[Records from a dataset]
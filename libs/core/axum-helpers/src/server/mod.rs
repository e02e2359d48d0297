//! Server bootstrap: documented router, health endpoints, graceful shutdown.
//!
//! ```ignore
//! use axum_helpers::server::{create_production_app, create_router, health_router};
//! use core_config::app_info;
//!
//! let router = create_router::<ApiDoc>(api_routes, &cors).merge(health_router(app_info!()));
//! create_production_app(router, &config.server, cleanup).await?;
//! ```

pub mod app;
pub mod health;
pub mod shutdown;

pub use app::{create_production_app, create_router};
pub use health::{HealthCheckFuture, HealthResponse, health_router, run_health_checks};
pub use shutdown::{ShutdownCoordinator, shutdown_signal};
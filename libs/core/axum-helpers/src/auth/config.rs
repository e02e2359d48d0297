use core_config::{ConfigError, FromEnv, env_parse_or, env_required};

/// Default session lifetime: 7 days.
pub const DEFAULT_TOKEN_TTL_SECS: i64 = 7 * 24 * 60 * 60;

const MIN_SECRET_LEN: usize = 32;

/// JWT signing configuration.
///
/// Loaded from environment variables:
/// - `JWT_SECRET` (required) - at least 32 characters
/// - `JWT_TTL_SECS` (default: 604800) - token and cookie lifetime in seconds
#[derive(Clone, Debug)]
pub struct JwtConfig {
    pub secret: String,
    pub ttl_secs: i64,
}

impl JwtConfig {
    /// Construct directly, e.g. in tests.
    ///
    /// # Panics
    /// Panics if the secret is shorter than 32 characters.
    pub fn new(secret: impl Into<String>) -> Self {
        let secret = secret.into();
        assert!(
            secret.len() >= MIN_SECRET_LEN,
            "JWT secret must be at least {MIN_SECRET_LEN} characters"
        );
        Self {
            secret,
            ttl_secs: DEFAULT_TOKEN_TTL_SECS,
        }
    }

    pub fn with_ttl_secs(mut self, ttl_secs: i64) -> Self {
        self.ttl_secs = ttl_secs;
        self
    }
}

impl FromEnv for JwtConfig {
    fn from_env() -> Result<Self, ConfigError> {
        let secret = env_required("JWT_SECRET")?;
        if secret.len() < MIN_SECRET_LEN {
            return Err(ConfigError::ParseError {
                key: "JWT_SECRET".to_string(),
                details: format!("must be at least {MIN_SECRET_LEN} characters, got {}", secret.len()),
            });
        }

        let ttl_secs = env_parse_or("JWT_TTL_SECS", DEFAULT_TOKEN_TTL_SECS)?;
        if ttl_secs <= 0 {
            return Err(ConfigError::ParseError {
                key: "JWT_TTL_SECS".to_string(),
                details: format!("expected a positive number of seconds, got {ttl_secs}"),
            });
        }

        Ok(Self { secret, ttl_secs })
    }
}

#[cfg(test)]
mod tests {
    use super::*;

    const SECRET: &str = "shop-session-secret-thirty-two-chars";

    #[test]
    #[should_panic(expected = "at least 32 characters")]
    fn test_new_rejects_short_secret() {
        JwtConfig::new("short");
    }

    #[test]
    fn test_from_env_reads_secret_and_ttl() {
        temp_env::with_vars(
            [("JWT_SECRET", Some(SECRET)), ("JWT_TTL_SECS", Some("3600"))],
            || {
                let config = JwtConfig::from_env().unwrap();
                assert_eq!(config.secret, SECRET);
                assert_eq!(config.ttl_secs, 3600);
            },
        );
        temp_env::with_vars([("JWT_SECRET", Some(SECRET)), ("JWT_TTL_SECS", None)], || {
            assert_eq!(JwtConfig::from_env().unwrap().ttl_secs, DEFAULT_TOKEN_TTL_SECS);
        });
    }

    #[test]
    fn test_from_env_errors_name_the_variable() {
        let cases: [(Option<&str>, Option<&str>, &str); 4] = [
            (None, None, "JWT_SECRET"),
            (Some("short"), None, "JWT_SECRET"),
            (Some(SECRET), Some("-1"), "JWT_TTL_SECS"),
            (Some(SECRET), Some("a week"), "JWT_TTL_SECS"),
        ];
        for (secret, ttl, key) in cases {
            temp_env::with_vars([("JWT_SECRET", secret), ("JWT_TTL_SECS", ttl)], || {
                let err = JwtConfig::from_env().unwrap_err();
                assert!(err.to_string().contains(key), "{err}");
            });
        }
    }
}
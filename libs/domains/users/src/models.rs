use chrono::{DateTime, Utc};
use image_store::StoredImage;
use serde::{Deserialize, Serialize};
use utoipa::ToSchema;
use uuid::Uuid;
use validator::Validate;

/// User roles
#[derive(Debug, Clone, Copy, Default, PartialEq, Eq, Serialize, Deserialize, ToSchema)]
#[serde(rename_all = "lowercase")]
pub enum Role {
    #[default]
    User,
    Vendor,
    Admin,
}

impl Role {
    pub fn as_str(&self) -> &'static str {
        match self {
            Role::User => "user",
            Role::Vendor => "vendor",
            Role::Admin => "admin",
        }
    }
}

impl std::fmt::Display for Role {
    fn fmt(&self, f: &mut std::fmt::Formatter<'_>) -> std::fmt::Result {
        f.write_str(self.as_str())
    }
}

impl std::str::FromStr for Role {
    type Err = String;

    fn from_str(s: &str) -> Result<Self, Self::Err> {
        match s.to_lowercase().as_str() {
            "user" => Ok(Role::User),
            "vendor" => Ok(Role::Vendor),
            "admin" => Ok(Role::Admin),
            _ => Err(format!("Unknown role: {}", s)),
        }
    }
}

/// Profile picture held by the image store
#[derive(Debug, Clone, PartialEq, Eq, Serialize, Deserialize, ToSchema)]
pub struct Avatar {
    pub public_id: String,
    pub url: String,
}

impl From<StoredImage> for Avatar {
    fn from(image: StoredImage) -> Self {
        Self {
            public_id: image.public_id,
            url: image.url,
        }
    }
}

/// User entity - represents an account stored in MongoDB
#[derive(Debug, Clone, PartialEq, Serialize, Deserialize)]
pub struct User {
    /// Unique identifier (stored as _id in MongoDB)
    #[serde(rename = "_id", alias = "id")]
    pub id: Uuid,
    pub name: String,
    /// Lowercased, unique
    pub email: String,
    /// Argon2 PHC string, never exposed in API responses
    pub password_hash: String,
    #[serde(default)]
    pub avatar: Option<Avatar>,
    #[serde(default)]
    pub role: Role,
    /// SHA-256 hex of the emailed reset token
    #[serde(default)]
    pub reset_password_token: Option<String>,
    #[serde(default)]
    pub reset_password_expire: Option<DateTime<Utc>>,
    pub created_at: DateTime<Utc>,
    pub updated_at: DateTime<Utc>,
}

/// User response DTO (without password and reset fields)
#[derive(Debug, Clone, PartialEq, Serialize, Deserialize, ToSchema)]
pub struct UserResponse {
    pub id: Uuid,
    pub name: String,
    pub email: String,
    pub role: Role,
    pub avatar: Option<Avatar>,
    pub created_at: DateTime<Utc>,
}

impl From<User> for UserResponse {
    fn from(user: User) -> Self {
        Self {
            id: user.id,
            name: user.name,
            email: user.email,
            role: user.role,
            avatar: user.avatar,
            created_at: user.created_at,
        }
    }
}

/// DTO for user registration
#[derive(Debug, Clone, Deserialize, Validate, ToSchema)]
pub struct RegisterRequest {
    #[validate(length(min = 1, max = 100))]
    pub name: String,
    #[validate(email, length(max = 255))]
    pub email: String,
    pub password: String,
}

/// DTO for user login
#[derive(Debug, Clone, Deserialize, Validate, ToSchema)]
pub struct LoginRequest {
    #[validate(email, length(max = 255))]
    pub email: String,
    #[validate(length(min = 1))]
    pub password: String,
}

/// `PUT /me/update` body
#[derive(Debug, Clone, Deserialize, Validate, ToSchema)]
pub struct UpdateProfile {
    #[validate(length(min = 1, max = 100))]
    pub name: String,
    #[validate(email, length(max = 255))]
    pub email: String,
}

/// `PUT /password/update` body
#[derive(Debug, Clone, Deserialize, Validate, ToSchema)]
pub struct UpdatePassword {
    #[validate(length(min = 1))]
    pub old_password: String,
    pub new_password: String,
    pub confirm_password: String,
}

/// `POST /password/forgot` body
#[derive(Debug, Clone, Deserialize, Validate, ToSchema)]
pub struct ForgotPassword {
    #[validate(email, length(max = 255))]
    pub email: String,
}

/// `PUT /password/reset/{token}` body
#[derive(Debug, Clone, Deserialize, Validate, ToSchema)]
pub struct ResetPassword {
    pub password: String,
    pub confirm_password: String,
}

/// `PUT /admin/users/{id}` body
#[derive(Debug, Clone, Deserialize, Validate, ToSchema)]
pub struct AdminUpdateUser {
    #[validate(length(min = 1, max = 100))]
    pub name: String,
    #[validate(email, length(max = 255))]
    pub email: String,
    pub role: Role,
}

/// Response after login, registration and password changes
#[derive(Debug, Clone, Serialize, Deserialize, ToSchema)]
pub struct AuthResponse {
    pub user: UserResponse,
    /// Same JWT as the `token` cookie
    pub token: String,
}

/// Plain acknowledgement
#[derive(Debug, Clone, Serialize, Deserialize, ToSchema)]
pub struct MessageResponse {
    pub message: String,
}

impl MessageResponse {
    pub fn new(message: impl Into<String>) -> Self {
        Self {
            message: message.into(),
        }
    }
}

impl User {
    /// Create a new user (password must already be hashed)
    pub fn new(name: String, email: String, password_hash: String) -> Self {
        let now = Utc::now();
        Self {
            id: Uuid::now_v7(),
            name,
            email: normalize_email(&email),
            password_hash,
            avatar: None,
            role: Role::User,
            reset_password_token: None,
            reset_password_expire: None,
            created_at: now,
            updated_at: now,
        }
    }

    /// Whether `token_hash` matches the stored reset token and has not expired.
    pub fn reset_token_valid(&self, token_hash: &str, now: DateTime<Utc>) -> bool {
        self.reset_password_token.as_deref() == Some(token_hash)
            && self.reset_password_expire.is_some_and(|expire| expire > now)
    }

    pub fn clear_reset_token(&mut self) {
        self.reset_password_token = None;
        self.reset_password_expire = None;
    }
}

/// Emails are compared and stored lowercased.
pub fn normalize_email(email: &str) -> String {
    email.trim().to_lowercase()
}
//! Path extractor for resource ids.

use crate::errors::AppError;
use axum::{
    extract::{FromRequestParts, Path},
    http::request::Parts,
    response::{IntoResponse, Response},
};
use uuid::Uuid;

/// Single `{id}` path segment parsed as a UUID.
///
/// Malformed ids are rejected as `400 INVALID_UUID` with the usual JSON
/// error body.
///
/// ```ignore
/// async fn get_product(UuidPath(id): UuidPath) -> String {
///     id.to_string()
/// }
///
/// let app = Router::new().route("/products/{id}", get(get_product));
/// ```
pub struct UuidPath(pub Uuid);

impl<S> FromRequestParts<S> for UuidPath
where
    S: Send + Sync,
{
    type Rejection = Response;

    async fn from_request_parts(parts: &mut Parts, state: &S) -> Result<Self, Self::Rejection> {
        let Path(raw) = Path::<String>::from_request_parts(parts, state)
            .await
            .map_err(IntoResponse::into_response)?;

        Uuid::parse_str(&raw).map(UuidPath).map_err(|e| {
            tracing::debug!(id = %raw, "rejecting malformed id");
            AppError::from(e).into_response()
        })
    }
}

TASK TO CARRY OUT: All that is needed is the opening run of the data, given again exactly: please include every line from the first through the line with "Loaded from environment", both ends kept.

REPLY:
filename libs/core/axum-helpers/src/server/mod.rs
repository e02e2359d48d0297
//! Server bootstrap: documented router, health endpoints, graceful shutdown.
//!
//! ```ignore
//! use axum_helpers::server::{create_production_app, create_router, health_router};
//! use core_config::app_info;
//!
//! let router = create_router::<ApiDoc>(api_routes, &cors).merge(health_router(app_info!()));
//! create_production_app(router, &config.server, cleanup).await?;
//! ```

pub mod app;
pub mod health;
pub mod shutdown;

pub use app::{create_production_app, create_router};
pub use health::{HealthCheckFuture, HealthResponse, health_router, run_health_checks};
pub use shutdown::{ShutdownCoordinator, shutdown_signal};
filename libs/core/axum-helpers/src/auth/config.rs
repository e02e2359d48d0297
use core_config::{ConfigError, FromEnv, env_parse_or, env_required};

/// Default session lifetime: 7 days.
pub const DEFAULT_TOKEN_TTL_SECS: i64 = 7 * 24 * 60 * 60;

const MIN_SECRET_LEN: usize = 32;

/// JWT signing configuration.
///
/// Loaded from environment variables:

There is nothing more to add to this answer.